→ **The input**
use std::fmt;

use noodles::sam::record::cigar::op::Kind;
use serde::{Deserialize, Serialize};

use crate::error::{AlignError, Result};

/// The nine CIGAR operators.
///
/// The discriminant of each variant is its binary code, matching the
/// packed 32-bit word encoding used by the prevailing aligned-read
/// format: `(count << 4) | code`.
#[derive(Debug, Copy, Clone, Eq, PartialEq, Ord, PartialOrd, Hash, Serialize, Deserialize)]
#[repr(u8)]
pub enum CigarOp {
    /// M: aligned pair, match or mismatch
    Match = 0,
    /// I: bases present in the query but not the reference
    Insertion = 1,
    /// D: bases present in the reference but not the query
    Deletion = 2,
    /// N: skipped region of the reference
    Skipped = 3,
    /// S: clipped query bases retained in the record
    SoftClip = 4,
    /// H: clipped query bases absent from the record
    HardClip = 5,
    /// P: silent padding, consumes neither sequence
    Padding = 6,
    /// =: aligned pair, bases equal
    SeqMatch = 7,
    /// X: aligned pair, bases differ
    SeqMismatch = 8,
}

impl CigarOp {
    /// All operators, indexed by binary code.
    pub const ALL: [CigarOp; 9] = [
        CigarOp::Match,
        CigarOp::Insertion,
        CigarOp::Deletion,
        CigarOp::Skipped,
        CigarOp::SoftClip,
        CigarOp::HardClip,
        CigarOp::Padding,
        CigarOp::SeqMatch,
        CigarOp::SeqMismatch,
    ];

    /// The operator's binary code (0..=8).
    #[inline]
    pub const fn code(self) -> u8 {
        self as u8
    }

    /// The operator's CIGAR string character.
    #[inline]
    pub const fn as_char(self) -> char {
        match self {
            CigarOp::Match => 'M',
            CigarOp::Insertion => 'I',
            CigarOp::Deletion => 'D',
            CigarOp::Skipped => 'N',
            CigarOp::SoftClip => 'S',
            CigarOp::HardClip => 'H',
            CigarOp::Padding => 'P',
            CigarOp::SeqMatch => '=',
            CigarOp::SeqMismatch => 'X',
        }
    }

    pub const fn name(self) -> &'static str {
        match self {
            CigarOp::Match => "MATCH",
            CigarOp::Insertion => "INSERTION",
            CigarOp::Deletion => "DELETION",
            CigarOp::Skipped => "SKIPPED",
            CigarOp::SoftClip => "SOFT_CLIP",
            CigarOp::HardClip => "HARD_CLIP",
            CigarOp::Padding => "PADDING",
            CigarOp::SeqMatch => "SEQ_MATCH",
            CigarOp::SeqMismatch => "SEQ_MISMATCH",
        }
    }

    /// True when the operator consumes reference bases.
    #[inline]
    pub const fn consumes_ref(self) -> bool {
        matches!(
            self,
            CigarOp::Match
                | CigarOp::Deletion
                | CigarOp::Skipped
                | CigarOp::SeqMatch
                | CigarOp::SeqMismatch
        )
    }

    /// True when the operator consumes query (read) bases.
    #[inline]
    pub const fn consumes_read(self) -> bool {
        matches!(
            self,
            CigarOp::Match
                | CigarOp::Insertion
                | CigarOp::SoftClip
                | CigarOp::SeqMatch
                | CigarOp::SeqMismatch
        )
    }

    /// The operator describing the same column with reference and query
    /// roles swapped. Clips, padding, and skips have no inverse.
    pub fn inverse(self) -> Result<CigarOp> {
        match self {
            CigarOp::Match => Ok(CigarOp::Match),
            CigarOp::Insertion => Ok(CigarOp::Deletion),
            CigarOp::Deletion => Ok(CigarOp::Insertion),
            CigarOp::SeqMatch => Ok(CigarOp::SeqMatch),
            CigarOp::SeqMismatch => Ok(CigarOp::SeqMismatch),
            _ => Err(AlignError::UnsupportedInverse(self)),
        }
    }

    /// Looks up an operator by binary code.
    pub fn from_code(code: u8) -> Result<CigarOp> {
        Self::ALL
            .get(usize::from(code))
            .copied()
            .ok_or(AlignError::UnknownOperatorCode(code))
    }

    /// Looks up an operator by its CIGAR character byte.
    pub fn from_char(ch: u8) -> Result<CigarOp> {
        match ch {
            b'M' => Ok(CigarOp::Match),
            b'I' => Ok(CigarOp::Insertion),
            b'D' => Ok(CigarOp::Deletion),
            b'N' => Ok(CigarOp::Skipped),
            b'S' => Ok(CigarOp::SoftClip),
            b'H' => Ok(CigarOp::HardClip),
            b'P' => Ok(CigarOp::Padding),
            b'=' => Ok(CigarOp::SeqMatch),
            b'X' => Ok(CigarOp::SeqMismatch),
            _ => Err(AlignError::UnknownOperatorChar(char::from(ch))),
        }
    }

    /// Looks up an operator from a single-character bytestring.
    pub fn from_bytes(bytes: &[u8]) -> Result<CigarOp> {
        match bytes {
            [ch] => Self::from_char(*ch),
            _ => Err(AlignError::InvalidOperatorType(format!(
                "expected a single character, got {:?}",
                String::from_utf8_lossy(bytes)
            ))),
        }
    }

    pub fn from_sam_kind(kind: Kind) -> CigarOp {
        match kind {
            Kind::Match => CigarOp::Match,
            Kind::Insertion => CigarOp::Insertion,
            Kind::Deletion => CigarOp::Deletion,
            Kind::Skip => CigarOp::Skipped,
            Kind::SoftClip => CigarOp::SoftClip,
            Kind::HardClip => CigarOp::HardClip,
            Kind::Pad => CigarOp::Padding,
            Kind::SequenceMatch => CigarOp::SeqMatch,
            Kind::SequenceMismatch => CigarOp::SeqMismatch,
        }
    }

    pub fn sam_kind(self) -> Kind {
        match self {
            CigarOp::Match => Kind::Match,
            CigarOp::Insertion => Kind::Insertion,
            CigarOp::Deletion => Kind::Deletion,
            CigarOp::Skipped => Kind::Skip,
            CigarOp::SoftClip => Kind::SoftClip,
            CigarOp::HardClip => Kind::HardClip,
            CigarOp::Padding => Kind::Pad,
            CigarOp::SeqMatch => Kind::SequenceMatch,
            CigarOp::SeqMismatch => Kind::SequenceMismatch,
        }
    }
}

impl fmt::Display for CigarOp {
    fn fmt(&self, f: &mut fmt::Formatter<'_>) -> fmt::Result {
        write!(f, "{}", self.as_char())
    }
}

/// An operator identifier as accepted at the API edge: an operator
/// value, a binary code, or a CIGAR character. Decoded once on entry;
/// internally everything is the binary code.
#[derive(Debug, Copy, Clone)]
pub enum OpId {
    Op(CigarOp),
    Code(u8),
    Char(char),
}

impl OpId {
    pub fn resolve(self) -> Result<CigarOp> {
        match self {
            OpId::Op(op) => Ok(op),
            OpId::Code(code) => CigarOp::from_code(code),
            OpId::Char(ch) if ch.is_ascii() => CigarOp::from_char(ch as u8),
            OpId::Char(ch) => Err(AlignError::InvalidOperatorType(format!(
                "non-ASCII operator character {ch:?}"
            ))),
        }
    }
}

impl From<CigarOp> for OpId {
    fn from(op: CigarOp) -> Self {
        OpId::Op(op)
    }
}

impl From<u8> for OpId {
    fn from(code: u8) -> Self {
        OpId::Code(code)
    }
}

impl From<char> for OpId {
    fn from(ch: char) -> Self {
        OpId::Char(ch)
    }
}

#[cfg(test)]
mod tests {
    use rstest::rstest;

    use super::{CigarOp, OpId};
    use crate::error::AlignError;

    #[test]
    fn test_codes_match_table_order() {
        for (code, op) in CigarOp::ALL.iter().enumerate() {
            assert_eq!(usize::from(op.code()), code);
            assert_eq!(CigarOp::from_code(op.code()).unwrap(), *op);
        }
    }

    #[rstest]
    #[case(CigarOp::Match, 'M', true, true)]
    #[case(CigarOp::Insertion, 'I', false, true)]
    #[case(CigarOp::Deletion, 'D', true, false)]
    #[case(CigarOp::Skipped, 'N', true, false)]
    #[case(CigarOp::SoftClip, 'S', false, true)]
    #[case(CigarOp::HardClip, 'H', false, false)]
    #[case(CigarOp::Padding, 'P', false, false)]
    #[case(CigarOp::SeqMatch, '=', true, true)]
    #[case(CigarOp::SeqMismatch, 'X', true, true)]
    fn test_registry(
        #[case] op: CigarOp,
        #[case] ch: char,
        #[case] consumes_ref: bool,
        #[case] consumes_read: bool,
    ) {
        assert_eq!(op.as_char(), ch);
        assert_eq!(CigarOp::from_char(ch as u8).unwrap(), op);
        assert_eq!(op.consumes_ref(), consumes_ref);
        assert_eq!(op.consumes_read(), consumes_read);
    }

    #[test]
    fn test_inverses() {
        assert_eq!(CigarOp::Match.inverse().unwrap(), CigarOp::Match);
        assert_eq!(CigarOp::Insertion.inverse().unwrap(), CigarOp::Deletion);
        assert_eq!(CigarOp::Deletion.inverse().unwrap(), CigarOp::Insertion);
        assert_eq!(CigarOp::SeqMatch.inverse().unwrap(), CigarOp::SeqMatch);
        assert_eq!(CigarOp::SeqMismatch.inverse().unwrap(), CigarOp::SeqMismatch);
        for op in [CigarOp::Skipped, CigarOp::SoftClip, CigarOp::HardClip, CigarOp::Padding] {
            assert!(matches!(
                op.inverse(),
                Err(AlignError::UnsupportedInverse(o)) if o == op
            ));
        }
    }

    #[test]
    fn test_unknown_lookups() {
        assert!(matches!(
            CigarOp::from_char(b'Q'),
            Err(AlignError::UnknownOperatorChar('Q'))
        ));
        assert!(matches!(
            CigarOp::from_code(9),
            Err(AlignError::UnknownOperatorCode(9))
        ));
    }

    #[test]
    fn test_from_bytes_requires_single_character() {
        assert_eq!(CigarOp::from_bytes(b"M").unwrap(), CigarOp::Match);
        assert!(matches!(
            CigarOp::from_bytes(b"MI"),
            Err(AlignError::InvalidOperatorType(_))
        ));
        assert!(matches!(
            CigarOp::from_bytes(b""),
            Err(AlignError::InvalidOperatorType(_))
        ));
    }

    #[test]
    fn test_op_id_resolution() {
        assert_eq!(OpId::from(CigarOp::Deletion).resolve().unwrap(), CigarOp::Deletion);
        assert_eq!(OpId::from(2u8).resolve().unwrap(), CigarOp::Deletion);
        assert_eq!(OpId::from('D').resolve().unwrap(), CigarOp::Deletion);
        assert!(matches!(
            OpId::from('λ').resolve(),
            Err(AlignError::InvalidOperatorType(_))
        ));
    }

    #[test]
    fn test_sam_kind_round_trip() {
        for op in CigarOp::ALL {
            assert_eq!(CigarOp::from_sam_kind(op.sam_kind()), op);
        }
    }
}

→ **Problem details**
Which lines hold the word "binary"? Return all of them from the records above.

→ **Response to this task**
/// The discriminant of each variant is its binary code, matching the
    /// All operators, indexed by binary code.
    /// The operator's binary code (0..=8).
    /// Looks up an operator by binary code.
/// value, a binary code, or a CIGAR character. Decoded once on entry;
/// internally everything is the binary code.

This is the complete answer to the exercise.